Exploring Neo4j

Sze Zhong LIM
Data And Beyond
Published in
8 min readJun 16, 2024

This is in reference to the course by University of California San Diego Graph Analytics for Big Data.

In the course, they are using the Neo4j community version which is downloaded to the desktop. In my own version, i will be trying out the Neo4j Aura, which is a cloud-based graph database system.

When you first go into the Neo4j website, click on Get Started Free on the top right corner.

After that, you will be on the landing page for Neo4j AuraDB. Once again, click the Start Free button in the middle of the page.

Register an account using your email. I registered my account and you will be able to create an instance. For those who are not familiar with the cloud concept, you can treat an instance as virtual machine or an online computer. You will be given a password when you create an instance. REMEMBER TO SAVE THAT PASSWORD!!!

Click on the “Open” button, and you will be led to another page where you will have to fill in your instance password.

If your keen, you can go thru the guides.

Hands On Coding with Cypher

We will be coding in Cypher. Cypher is a Programming Language. The intro from their official link can be found here.

Cypher is Neo4j’s graph query language that lets you retrieve data from the graph. It is like SQL for graphs, and was inspired by SQL so it lets you focus on what data you want out of the graph (not how to go get it). It is the easiest graph language to learn by far because of its similarity to other languages and intuitiveness.

Creating Nodes and Relationships

Go to the “Query” tab on the top, and paste the code below.

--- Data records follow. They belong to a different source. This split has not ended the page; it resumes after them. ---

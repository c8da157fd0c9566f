use std::collections::HashMap;

use super::Differ;
use crate::{hash::digest, DiffError, HashCode, Node};

impl Differ {
    /// Compares arrays index by index.
    ///
    /// Surplus source elements are removed from the tail, surplus target
    /// elements are appended with `-`. With `equivalent`, arrays holding the
    /// same elements in a different order produce no operations.
    pub(super) fn compare_arrays(
        &mut self,
        document: &Node,
        source: &[Node],
        target: &[Node],
    ) -> Result<(), DiffError> {
        let shared = source.len().min(target.len());

        // Ignored elements stay put, so later removals land one slot further.
        let mut kept = 0;
        for (index, value) in source.iter().enumerate().skip(shared) {
            if self.is_ignored_at(index) {
                kept += 1;
                continue;
            }
            self.pointer.push_index(shared + kept);
            let path = self.pointer.snapshot();
            self.pointer.pop();
            self.remove(path, value);
        }

        if !(self.options.equivalent() && multiset_equal(source, target)) {
            for (index, (lhs, rhs)) in source.iter().zip(target).enumerate() {
                self.pointer.push_index(index);
                let outcome = self.diff(document, lhs, rhs);
                self.pointer.pop();
                outcome?;
            }
        }

        for (index, value) in target.iter().enumerate().skip(shared) {
            if self.is_ignored_at(index) {
                continue;
            }
            self.pointer.push_append();
            let path = self.pointer.snapshot();
            self.pointer.pop();
            self.add(document, path, value);
        }
        Ok(())
    }

    fn is_ignored_at(&mut self, index: usize) -> bool {
        self.pointer.push_index(index);
        let ignored = self.options.is_ignored(self.pointer.as_str());
        self.pointer.pop();
        ignored
    }
}

/// Returns true when both slices hold the same elements with the same
/// multiplicities, in any order.
fn multiset_equal(source: &[Node], target: &[Node]) -> bool {
    if source.len() != target.len() {
        return false;
    }
    let mut buckets: HashMap<HashCode, Vec<&Node>> = HashMap::with_capacity(source.len());
    for value in source {
        buckets.entry(digest(value)).or_default().push(value);
    }
    for value in target {
        let Some(bucket) = buckets.get_mut(&digest(value)) else {
            return false;
        };
        let Some(position) = bucket.iter().position(|candidate| *candidate == value) else {
            return false;
        };
        bucket.swap_remove(position);
    }
    true
}

#[cfg(test)]
mod tests {
    use super::*;
    use crate::{diff::diff_nodes, DiffOptions};

    fn node(text: &str) -> Node {
        Node::from_json_str(text).unwrap()
    }

    fn elements(text: &str) -> Vec<Node> {
        match node(text) {
            Node::Array(items) => items,
            other => panic!("expected array, got {other:?}"),
        }
    }

    fn wire(source: &str, target: &str, options: &DiffOptions) -> String {
        diff_nodes(&node(source), &node(target), options).unwrap().to_json_string().unwrap()
    }

    #[test]
    fn multiset_equality_counts_duplicates() {
        assert!(multiset_equal(&elements("[1,2,2,{\"a\":[3]}]"), &elements("[{\"a\":[3]},2,1,2]")));
        assert!(!multiset_equal(&elements("[1,1,2]"), &elements("[1,2,2]")));
        assert!(!multiset_equal(&elements("[1,2]"), &elements("[1,2,3]")));
        assert!(!multiset_equal(&elements("[[1,2]]"), &elements("[[2,1]]")));
        assert!(multiset_equal(&[], &[]));
    }

    #[test]
    fn shrinking_removes_from_the_tail() {
        assert_eq!(
            wire("[1,2,3,4]", "[1,2]", &DiffOptions::default()),
            r#"[{"op":"remove","path":"/2"},{"op":"remove","path":"/2"}]"#
        );
    }

    #[test]
    fn elements_are_compared_pairwise() {
        assert_eq!(
            wire(r#"[{"a":1},2]"#, r#"[{"a":2},2,3]"#, &DiffOptions::default()),
            r#"[{"op":"replace","path":"/0/a","value":2},{"op":"add","path":"/-","value":3}]"#
        );
    }

    #[test]
    fn equivalent_arrays_are_left_alone() {
        let options = DiffOptions::default().with_equivalent(true);
        assert_eq!(wire("[1,2,3]", "[3,2,1]", &options), "[]");
        assert_eq!(wire(r#"{"x":[[1,2],3]}"#, r#"{"x":[3,[2,1]]}"#, &options), r#"[{"op":"replace","path":"/x/0","value":3},{"op":"replace","path":"/x/1","value":[2,1]}]"#);
        assert_eq!(wire("[[1,2]]", "[[2,1]]", &options), "[]");
    }
}
use jsondiff_core::{DiffOptions, JsonEncoder, Node, OperationKind, Patch};
use proptest::{
    collection::{btree_map, vec},
    prelude::*,
    sample::{select, subsequence},
};

/// Small alphabets make equal subtrees common, so moves, copies and
/// rationalization all get exercised.
fn arb_document() -> impl Strategy<Value = Node> {
    let leaf = prop_oneof![
        Just(Node::Null),
        any::<bool>().prop_map(Node::Bool),
        (0..4i32).prop_map(Node::from),
        select(vec!["a", "b", "x/y", "~"]).prop_map(Node::from),
    ];
    leaf.prop_recursive(4, 32, 5, |inner| {
        prop_oneof![
            vec(inner.clone(), 0..5).prop_map(Node::Array),
            btree_map(select(vec!["a", "b", "c", "d/e", "~f"]).prop_map(String::from), inner, 0..5)
                .prop_map(Node::Object),
        ]
    })
}

fn all_options() -> impl Iterator<Item = DiffOptions> {
    (0u8..16).map(|mask| {
        DiffOptions::default()
            .with_factorize(mask & 1 != 0)
            .with_rationalize(mask & 2 != 0)
            .with_invertible(mask & 4 != 0)
            .with_equivalent(mask & 8 != 0)
    })
}

/// Sorts every array so that documents equal up to element order compare equal.
fn canonical(node: &Node) -> Node {
    match node {
        Node::Array(items) => {
            let mut items: Vec<Node> = items.iter().map(canonical).collect();
            items.sort_by_cached_key(Node::to_json_string);
            Node::Array(items)
        }
        Node::Object(map) => {
            Node::Object(map.iter().map(|(key, value)| (key.clone(), canonical(value))).collect())
        }
        other => other.clone(),
    }
}

/// Key-only pointers, so array index shifts never alias an ignored location.
fn arb_ignores() -> impl Strategy<Value = Vec<&'static str>> {
    subsequence(vec!["/a", "/b", "/c", "/a/b", "/b/c", "/c/a", "/d~1e", "/~0f/a"], 0..4)
}

fn render(patch: &Patch) -> String {
    patch.to_json_string().unwrap()
}

proptest! {
    #[test]
    fn patch_turns_source_into_target(source in arb_document(), target in arb_document()) {
        for options in all_options() {
            let patch = source.diff(&target, &options).unwrap();
            let patched = source.apply_patch(&patch);
            prop_assert!(patched.is_ok(), "{options}: {} failed: {:?}", render(&patch), patched);
            let patched = patched.unwrap();
            if options.equivalent() {
                prop_assert_eq!(canonical(&patched), canonical(&target), "{}: {}", options, render(&patch));
            } else {
                prop_assert_eq!(&patched, &target, "{}: {}", options, render(&patch));
            }
        }
    }

    #[test]
    fn operations_stay_clear_of_ignored_locations(
        source in arb_document(),
        target in arb_document(),
        ignores in arb_ignores(),
    ) {
        for options in all_options() {
            let options = options.with_ignores(&ignores).unwrap();
            let patch = source.diff(&target, &options).unwrap();
            for op in patch.iter() {
                for ignored in options.ignores() {
                    prop_assert!(
                        !op.path.starts_with(ignored),
                        "{}: {} touches {}",
                        options,
                        render(&patch),
                        ignored
                    );
                    prop_assert!(
                        !op.from.as_ref().is_some_and(|from| from.starts_with(ignored)),
                        "{}: {} reads {}",
                        options,
                        render(&patch),
                        ignored
                    );
                }
            }
        }
    }

    #[test]
    fn equal_documents_produce_no_operations(source in arb_document()) {
        for options in all_options() {
            prop_assert!(source.diff(&source.clone(), &options).unwrap().is_empty());
        }
    }

    #[test]
    fn patched_document_needs_no_further_changes(source in arb_document(), target in arb_document()) {
        for options in all_options().filter(|options| !options.equivalent()) {
            let patched = source.apply_patch(&source.diff(&target, &options).unwrap()).unwrap();
            prop_assert!(patched.diff(&target, &options).unwrap().is_empty());
        }
    }

    #[test]
    fn invertible_patches_guard_destructive_operations(source in arb_document(), target in arb_document()) {
        for options in all_options().filter(DiffOptions::invertible) {
            let patch = source.diff(&target, &options).unwrap();
            let operations = patch.as_slice();
            for (position, op) in operations.iter().enumerate() {
                prop_assert_ne!(op.kind, OperationKind::Copy, "{}", render(&patch));
                if matches!(op.kind, OperationKind::Remove | OperationKind::Replace) {
                    prop_assert!(position > 0, "{}", render(&patch));
                    let guard = &operations[position - 1];
                    prop_assert_eq!(guard.kind, OperationKind::Test, "{}", render(&patch));
                    prop_assert_eq!(&guard.path, &op.path);
                    prop_assert_eq!(&guard.value, &op.old_value);
                }
            }
        }
    }

    #[test]
    fn inverse_restores_source(source in arb_document(), target in arb_document()) {
        for options in all_options() {
            let patch = source.diff(&target, &options).unwrap();
            let patched = source.apply_patch(&patch).unwrap();
            let inverse = patch.invert(&source).unwrap();
            prop_assert_eq!(patched.apply_patch(&inverse).unwrap(), source.clone(), "{}", render(&inverse));
        }
    }

    #[test]
    fn encoded_len_is_the_wire_length(source in arb_document(), target in arb_document()) {
        for options in all_options() {
            let patch = source.diff(&target, &options).unwrap();
            prop_assert_eq!(patch.encoded_len(&JsonEncoder).unwrap(), render(&patch).len());
        }
    }

    #[test]
    fn patches_survive_serialization(source in arb_document(), target in arb_document()) {
        let options = DiffOptions::default().with_factorize(true);
        let patch = source.diff(&target, &options).unwrap();
        let decoded: Patch = serde_json::from_str(&render(&patch)).unwrap();
        prop_assert_eq!(source.apply_patch(&decoded).unwrap(), target);
    }

    #[test]
    fn rationalized_patches_are_never_larger(source in arb_document(), target in arb_document()) {
        let plain = source.diff(&target, &DiffOptions::default()).unwrap();
        let rationalized = source.diff(&target, &DiffOptions::default().with_rationalize(true)).unwrap();
        prop_assert!(rationalized.encoded_len(&JsonEncoder).unwrap() <= plain.encoded_len(&JsonEncoder).unwrap());
    }
}
//! Fuzzing harnesses for `jsondiff`.
//!
//! Each public function accepts raw bytes so it can be driven from
//! `cargo fuzz` targets as well as from ordinary tests. Decoding failures are
//! swallowed; broken engine invariants panic.
//!
//! # Examples
//!
//! ```
//! jsondiff_fuzz::fuzz_decode(b"{\"a\":1}");
//! jsondiff_fuzz::fuzz_diff(&[1, 2, 3, 4]);
//! jsondiff_fuzz::fuzz_patch(b"example");
//! ```
#![forbid(unsafe_code)]
#![warn(missing_docs)]

use arbitrary::Unstructured;
use jsondiff_core::{DiffOptions, Node, OperationKind, Patch};
use serde_json::{self, Map as JsonMap, Number as JsonNumber, Value as JsonValue};

const MAX_DEPTH: usize = 4;
const MAX_ARRAY_LEN: u8 = 6;
const MAX_OBJECT_LEN: u8 = 6;
const MAX_STRING_LEN: u8 = 3;

/// Feeds arbitrary bytes through the JSON, YAML and patch decoders.
///
/// ```
/// jsondiff_fuzz::fuzz_decode(b"[{\"op\":\"remove\",\"path\":\"/a\"}]");
/// ```
pub fn fuzz_decode(data: &[u8]) {
    if let Ok(text) = std::str::from_utf8(data) {
        let _ = Node::from_json_str(text);
        let _ = Node::from_yaml_str(text);
        let _ = serde_json::from_str::<Patch>(text);
    }
}

/// Diffs two random documents under a random flag combination and checks
/// that the patch applies, restores the target and can be inverted.
///
/// ```
/// jsondiff_fuzz::fuzz_diff(b"seed");
/// ```
pub fn fuzz_diff(data: &[u8]) {
    let mut unstructured = Unstructured::new(data);
    let Ok(flags) = unstructured.int_in_range::<u8>(0..=15) else {
        return;
    };
    let Some(source) = random_node(&mut unstructured) else {
        return;
    };
    let Some(target) = random_node(&mut unstructured) else {
        return;
    };

    let options = options_from_flags(flags);
    let Ok(patch) = source.diff(&target, &options) else {
        return;
    };
    let patched = source
        .apply_patch(&patch)
        .unwrap_or_else(|err| panic!("{options}: patch does not apply: {err}"));
    if !options.equivalent() {
        assert_eq!(patched, target, "{options}: patch does not reach the target");
    }
    if options.invertible() {
        assert!(patch.iter().all(|op| op.kind != OperationKind::Copy), "{options}: copy in invertible patch");
    }

    let inverse = patch
        .invert(&source)
        .unwrap_or_else(|err| panic!("{options}: patch does not invert: {err}"));
    assert_eq!(patched.apply_patch(&inverse).ok(), Some(source), "{options}: inverse does not restore");
}

/// Applies both generated and arbitrary patches to random documents.
///
/// The harness first diffs two random inputs and applies the result. It then
/// tries to decode a patch from the raw bytes and apply it to another random
/// document to exercise the applier's error paths.
///
/// ```
/// jsondiff_fuzz::fuzz_patch(b"patch fuzz");
/// ```
pub fn fuzz_patch(data: &[u8]) {
    let mut unstructured = Unstructured::new(data);
    if let (Some(base), Some(target)) = (random_node(&mut unstructured), random_node(&mut unstructured)) {
        let options = DiffOptions::default().with_factorize(true);
        if let Ok(patch) = base.diff(&target, &options) {
            let _ = base.apply_patch(&patch);
        }
    }

    if let Ok(patch) = serde_json::from_slice::<Patch>(data) {
        let mut unstructured = Unstructured::new(data);
        if let Some(seed) = random_node(&mut unstructured) {
            if let Ok(patched) = seed.apply_patch(&patch) {
                if let Ok(inverse) = patch.invert(&seed) {
                    assert_eq!(patched.apply_patch(&inverse).ok(), Some(seed));
                }
            }
        }
    }
}

fn options_from_flags(flags: u8) -> DiffOptions {
    DiffOptions::default()
        .with_factorize(flags & 1 != 0)
        .with_rationalize(flags & 2 != 0)
        .with_invertible(flags & 4 != 0)
        .with_equivalent(flags & 8 != 0)
}

fn random_node(unstructured: &mut Unstructured<'_>) -> Option<Node> {
    let value = json_value_from_unstructured(unstructured, 0).ok()?;
    Node::from_json_value(value).ok()
}

fn json_value_from_unstructured(
    unstructured: &mut Unstructured<'_>,
    depth: usize,
) -> Result<JsonValue, arbitrary::Error> {
    if depth >= MAX_DEPTH {
        return json_leaf(unstructured);
    }

    let choice = unstructured.int_in_range::<u8>(0..=5)?;
    match choice {
        0..=3 => json_leaf(unstructured),
        4 => {
            let len = usize::from(unstructured.int_in_range::<u8>(0..=MAX_ARRAY_LEN)?);
            let mut items = Vec::with_capacity(len);
            for _ in 0..len {
                items.push(json_value_from_unstructured(unstructured, depth + 1)?);
            }
            Ok(JsonValue::Array(items))
        }
        _ => {
            let len = usize::from(unstructured.int_in_range::<u8>(0..=MAX_OBJECT_LEN)?);
            let mut map = JsonMap::new();
            for _ in 0..len {
                let key = random_string(unstructured)?;
                let value = json_value_from_unstructured(unstructured, depth + 1)?;
                map.insert(key, value);
            }
            Ok(JsonValue::Object(map))
        }
    }
}

fn json_leaf(unstructured: &mut Unstructured<'_>) -> Result<JsonValue, arbitrary::Error> {
    let choice = unstructured.int_in_range::<u8>(0..=3)?;
    match choice {
        0 => Ok(JsonValue::Null),
        1 => Ok(JsonValue::Bool(unstructured.arbitrary()?)),
        2 => Ok(JsonValue::Number(random_number(unstructured)?)),
        _ => Ok(JsonValue::String(random_string(unstructured)?)),
    }
}

fn random_number(unstructured: &mut Unstructured<'_>) -> Result<JsonNumber, arbitrary::Error> {
    if unstructured.arbitrary()? {
        Ok(JsonNumber::from(unstructured.int_in_range::<i8>(-4..=4)?))
    } else {
        let numerator = f64::from(unstructured.arbitrary::<i32>()?);
        let denominator = f64::from(unstructured.int_in_range::<u16>(1..=1024)?);
        JsonNumber::from_f64(numerator / denominator).ok_or(arbitrary::Error::IncorrectFormat)
    }
}

/// Short strings over a tiny alphabet so keys and values collide often.
fn random_string(unstructured: &mut Unstructured<'_>) -> Result<String, arbitrary::Error> {
    const ALPHABET: &[u8] = b"ab/~0";
    let len = usize::from(unstructured.int_in_range::<u8>(0..=MAX_STRING_LEN)?);
    let mut string = String::with_capacity(len);
    for _ in 0..len {
        string.push(char::from(*unstructured.choose(ALPHABET)?));
    }
    Ok(string)
}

create (N1:ToyNode {name: 'Tom'}) - [:ToyRelation {relationship: 'knows'}] -> (N2:ToyNode {name: 'Harry'}), 

(N2) - [:ToyRelation {relationship: 'co-worker'}] -> (N3:ToyNode {name: 'Julian', job: 'plumber'}),

(N2) - [:ToyRelation {relationship: 'wife'}] -> (N4:ToyNode {name: 'Michele', job: 'accountant'}),

(N1) - [:ToyRelation {relationship: 'wife'}] -> (N5:ToyNode {name: 'Josephine', job: 'manager'}),

(N4) - [:ToyRelation {relationship: 'friend'}] -> (N5)

;

Feel free to save the cypher snippet. I saved mine in a folder called 20240427 under “Original”.

What the code does is basically create 5 nodes with 5 edges. Click the “Play” button at the top right corner, and you should see something like the below in your database tab.

Click on the purple colored ToyNode tab, and it will naturally call out a query that pulls the nodes out.

Click on the grey colored ToyRelation tab and you should see the relations being queried out.

Now. What happens if you accidentally click on the previously saved Cypher snippet this now that generates these 5 nodes? Below, I will just click on them twice to generate the nodes, and then query them out.

You can see that my Nodes have increased and I now have 15 nodes. When I query out the graph, we can see 3 similar graphs being shown. How then can we remove all the data and restart the database?

You may use the simple code below to reset your database. This is definitely not the best way to manage your database, but we will be learning about that much later.

MATCH (n)
DETACH DELETE n

Another alternative to clean the slate is to use the code below.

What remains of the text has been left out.